We now discuss the FP guarantee for the DPV instantiated by $\widehat{\bm{\delta}}_{\texttt{MC}}^{m}$ and $\widehat{\bm{\delta}}_{\texttt{IS}}^{m}$ we developed in the last section. Since both estimators are unbiased, by Law of Large Number, both $\widehat{\bm{\delta}}_{\texttt{MC}}^{m}$ and $\widehat{\bm{\delta}}_{\texttt{IS}}^{m}$ converge to $\delta_{Y}(\varepsilon)$ almost surely as $m\rightarrow\infty$ , which leads a DPV with perfect accuracy. Of course, $m$ cannot go to $\infty$ in practice. In the following, we derive the required amount of samples $m$ for ensuring that $\tau$ -relaxed false positive rate is smaller than $\delta^{\mathrm{est}}/\tau$ for $\widehat{\bm{\delta}}_{\texttt{MC}}^{m}$ and $\widehat{\bm{\delta}}_{\texttt{IS}}^{m}$ . We use $\widehat{\bm{\delta}}_{\texttt{MC}}$ (or $\widehat{\bm{\delta}}_{\texttt{IS}}$ ) as an abbreviation for $\widehat{\bm{\delta}}_{\texttt{MC}}^{1}$ (or $\widehat{\bm{\delta}}_{\texttt{IS}}^{1}$ ), the random variable for a single draw of sampling. We state the theorem for $\widehat{\bm{\delta}}_{\texttt{MC}}^{m}$ , and the same result for $\widehat{\bm{\delta}}_{\texttt{IS}}^{m}$ can be obtained by simply replacing $\widehat{\bm{\delta}}_{\texttt{MC}}$ with $\widehat{\bm{\delta}}_{\texttt{IS}}$ . We use $\mathsf{FP}_{\texttt{MC}}$ to denote the FP rate for DPV implemented by SMC estimator.

{restatable}

theoremsmcsamplecomp Suppose $\mathbb{E}\left[\left(\widehat{\bm{\delta}}_{\texttt{MC}}\right)^{2}\right]\leq\nu$ . DPV instantiated by $\widehat{\bm{\delta}}_{\texttt{MC}}^{m}$ has bounded $\tau$ -relaxed false positive rate $\mathsf{FP}_{\texttt{MC}}(\varepsilon,\delta^{\mathrm{est}};\tau)\leq\delta^{\mathrm{est}}/\tau$ with $m\geq\frac{2\nu}{\Delta^{2}}\log(\tau/\delta^{\mathrm{est}})$ .

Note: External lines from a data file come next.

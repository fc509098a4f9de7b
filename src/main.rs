use chargeback_lib::clients::ClientFactory;
use chargeback_lib::config::ReportConfig;
use chargeback_lib::logger::{init_logging, LogLevel};
use chargeback_lib::pipeline::ReportPipeline;
use std::process::ExitCode;
use tracing::{error, info};

const CONFIG_ENV: &str = "CHARGEBACK_CONFIG";
const TOKEN_ENV: &str = "CHARGEBACK_ACCESS_TOKEN";
const LOG_LEVEL_ENV: &str = "CHARGEBACK_LOG_LEVEL";

fn load_config() -> chargeback_lib::ReportResult<ReportConfig> {
    let path = std::env::args()
        .nth(1)
        .or_else(|| std::env::var(CONFIG_ENV).ok());

    match path {
        Some(path) => ReportConfig::from_file(path),
        None => Ok(ReportConfig::default()),
    }
}

#[tokio::main]
async fn main() -> ExitCode {
    let config = match load_config() {
        Ok(config) => config,
        Err(e) => {
            eprintln!("chargeback: {}", e);
            return ExitCode::from(2);
        }
    };

    let level = match std::env::var(LOG_LEVEL_ENV) {
        Ok(raw) => match LogLevel::parse(&raw) {
            Some(level) => level,
            None => {
                eprintln!("chargeback: invalid {} '{}'", LOG_LEVEL_ENV, raw);
                return ExitCode::from(2);
            }
        },
        Err(_) => config.log_level,
    };
    init_logging(level);

    let token = std::env::var(TOKEN_ENV).ok();
    let clients = match ClientFactory::create(&config, token.as_deref()) {
        Ok(clients) => clients,
        Err(e) => {
            error!(target: "chargeback", "Cannot create clients: {}", e);
            return ExitCode::from(2);
        }
    };

    let pipeline = ReportPipeline::new(config, clients);
    match pipeline.run_once().await {
        Ok(outcome) if outcome.is_success() => {
            info!(
                target: "chargeback",
                run_id = %outcome.run_id,
                rows = outcome.metadata.get("row_count").map(String::as_str).unwrap_or("0"),
                bytes = outcome.metadata.get("published_bytes").map(String::as_str).unwrap_or("0"),
                "Report published in {:.2}s",
                outcome.result.total_duration.as_secs_f64()
            );
            ExitCode::SUCCESS
        }
        Ok(outcome) => {
            error!(
                target: "chargeback",
                run_id = %outcome.run_id,
                "Run failed: {}",
                outcome.state.error().unwrap_or("unknown error")
            );
            ExitCode::from(1)
        }
        Err(e) => {
            error!(target: "chargeback", "Run failed: {}", e);
            ExitCode::from(1)
        }
    }
}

The proof is based on Bennett’s inequality and is deferred to Appendix D. This result suggests that, to improve the computational efficiency of MC-based DPV (i.e., tighten the number of required samples), it is important to tightly bound $\mathbb{E}[(\widehat{\bm{\delta}}_{\texttt{MC}})^{2}]$ (or $\mathbb{E}[(\widehat{\bm{\delta}}_{\texttt{IS},\theta})^{2}]$ ), the second moment of $\widehat{\bm{\delta}}_{\texttt{MC}}$ (or $\widehat{\bm{\delta}}_{\texttt{IS}}$ ).

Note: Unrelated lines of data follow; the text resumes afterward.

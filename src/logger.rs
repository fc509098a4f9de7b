use serde::{Deserialize, Serialize};
use tracing_subscriber::EnvFilter;

/// Log level enum for type-safe logging
#[derive(Debug, Clone, Copy, Default, Serialize, Deserialize, PartialEq, Eq, PartialOrd, Ord)]
#[serde(rename_all = "lowercase")]
pub enum LogLevel {
    Debug = 0,
    #[default]
    Info = 1,
    Warn = 2,
    Error = 3,
}

impl LogLevel {
    pub fn as_str(&self) -> &'static str {
        match self {
            LogLevel::Debug => "debug",
            LogLevel::Info => "info",
            LogLevel::Warn => "warn",
            LogLevel::Error => "error",
        }
    }

    pub fn parse(s: &str) -> Option<Self> {
        match s.trim().to_ascii_lowercase().as_str() {
            "debug" => Some(LogLevel::Debug),
            "info" => Some(LogLevel::Info),
            "warn" | "warning" => Some(LogLevel::Warn),
            "error" => Some(LogLevel::Error),
            _ => None,
        }
    }
}

/// Filter used when `RUST_LOG` is not set
pub fn default_filter(level: LogLevel) -> EnvFilter {
    EnvFilter::new(level.as_str())
}

/// Install the global fmt subscriber
///
/// `RUST_LOG` overrides `level`. Returns `false` if a subscriber was
/// already installed, which is harmless.
pub fn init_logging(level: LogLevel) -> bool {
    let filter = EnvFilter::try_from_default_env().unwrap_or_else(|_| default_filter(level));

    tracing_subscriber::fmt()
        .with_env_filter(filter)
        .with_target(true)
        .try_init()
        .is_ok()
}

#[cfg(test)]
mod tests {
    use super::*;

    #[test]
    fn test_parse_levels() {
        assert_eq!(LogLevel::parse("debug"), Some(LogLevel::Debug));
        assert_eq!(LogLevel::parse(" WARNING "), Some(LogLevel::Warn));
        assert_eq!(LogLevel::parse("verbose"), None);
    }

    #[test]
    fn test_level_ordering() {
        assert!(LogLevel::Debug < LogLevel::Error);
        assert_eq!(LogLevel::default(), LogLevel::Info);
    }

    #[test]
    fn test_init_is_idempotent() {
        init_logging(LogLevel::Debug);
        assert!(!init_logging(LogLevel::Info));
    }

    #[test]
    fn test_level_serialization() {
        let json = serde_json::to_string(&LogLevel::Warn).unwrap();
        assert_eq!(json, "\"warn\"");
    }
}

Bounding the Second-Moment of MC Estimators (Overview). For clarity, we defer the notation-heavy results and derivation of the upper bounds for $\mathbb{E}[(\widehat{\bm{\delta}}_{\texttt{MC}})^{2}]$ and $\mathbb{E}[(\widehat{\bm{\delta}}_{\texttt{IS}})^{2}]$ to Appendix E. Our high-level idea for bounding $\mathbb{E}[(\widehat{\bm{\delta}}_{\texttt{MC}})^{2}]$ is through the RDP guarantee for the composed mechanism $\mathcal{M}$ . This is a natural idea since converting RDP to upper bounds for $\delta_{Y}(\varepsilon)$ – the first moment of $\widehat{\bm{\delta}}_{\texttt{MC}}$ – is a well-studied problem [Mir17, CKS20, ALC⁺21]. Bounding $\mathbb{E}[(\widehat{\bm{\delta}}_{\texttt{IS}})^{2}]$ is highly technically involved.

4.4 Guaranteeing Utility

Overall picture so far. Given the proposed privacy parameter $(\varepsilon,\delta^{\mathrm{est}})$ , a tolerable degree of underestimation $\tau$ , and an offset parameter $\Delta$ , one can now compute the number of samples $m$ required for the MC-based DPV such that $\tau$ -relaxed FP rate to be $\leq\delta^{\mathrm{est}}/\tau$ based on the results from Section 4.3 and Appendix E. We have not yet discussed the selection of the hyperparameter $\Delta$ . An appropriate $\Delta$ is important for the utility of MC-based DPV. That is, when $\delta^{\mathrm{est}}$ is not too smaller than $\delta_{Y}(\varepsilon)$ , the probability of being rejected by DPV should stay negligible. If we set $\Delta\rightarrow\infty$ , the DPV simply rejects everything, which achieves 0 FP rate (and with $m=0$ ) but is not useful at all!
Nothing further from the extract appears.